Have you come across investment opportunities that quote very attractive XIRR numbers? Have you been tempted to invest in those just based on the XIRR? This blog post is for you—to discuss what XIRR means in a practical sense.
An example to understand XIRR
Let’s say I borrow ₹10,00,000 from my bank at 10% per year interest, which I promise to pay over the next 60 months. The bank will ask me to pay ₹21,247 every month. Assuming I pay exactly ₹21,247 every month from November 2023 through October 2028, I would have paid a total of ₹12,74,820. While quoted “interest rate” is 10.00%, the XIRR of this loan is 10.46%.
Let’s say I am able to pay this loan off more aggressively. If I pay ₹5,000 more every month—i.e. I pay ₹26,247 every month—how much will I save? Based on Fisdom’s calculator, I’ll be saving ₹66,689 in interest overall. The loan will be closed in 47 months instead of 60.
If I follow the original schedule, the bank receives repayments at the XIRR of 10.46%. Now that I am more aggressively repaying the debt, the total interest I pay goes down, but the XIRR increases to 11.31%!
What does this mean? A higher XIRR does not necessarily mean higher overall earnings.
How is this information practically useful?
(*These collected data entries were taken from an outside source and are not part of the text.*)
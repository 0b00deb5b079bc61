//! Tick Pipeline Systems
//!
//! One system per phase of the tick, chained in strict order by the
//! simulation schedule. The chaining is what makes the population-wide
//! barriers structural: every phase finishes over all agents before the next
//! begins, so later phases can safely consume population aggregates computed
//! earlier in the same tick.

pub mod cascade;
pub mod diffusion;
pub mod reward;
pub mod standing;
pub mod stats;
pub mod taxation;

pub use cascade::update_cascade;
pub use diffusion::{diffuse_competence, snapshot_competence, CompetenceSnapshot};
pub use reward::update_rewards;
pub use standing::normalize_standing;
pub use stats::{advance_clock, collect_aggregates, record_history, SeriesPoint, SimClock, TimeSeries};
pub use taxation::{
    apply_income_and_tax, compute_extrema, redistribute_taxes, ActivePolicy, TaxPool, TickExtrema,
};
Does this mean XIRR is a misleading metric that we should just ignore? Not really. XIRR takes into account the “time value” of money. A higher XIRR is useful to those who can optimally reinvest all the cash flow coming to them, as it is coming to them.
A higher XIRR is useful to a big bank since they can take this cash and lend to another borrower. A higher XIRR will mean the bank’s loan book can grow faster. However, if you, a retail investor, tend to simply accumulate the repayments in your savings bank account, the higher XIRR is often bad for you.
How to decide about high XIRR investments?
Some investment products show their high XIRR return prominently everywhere. If you calculate the CAGR return of the same investment, the rate may be low. But because the XIRR looks a lot more attractive, they promote the investment by quoting the XIRR number.
You can invest in such an investments if you have the ability to optimally reinvest all the repayments as they hit your bank account. If you cannot reinvest so quickly—most retail investors cannot—then you are better off ignoring the quoted XIRR and calculating the investment’s CAGR instead. Or, just calculate the corpus you’ll get from this investment and compare that with the other investment you may make instead (such as PPF or bank deposit or debt mutual fund).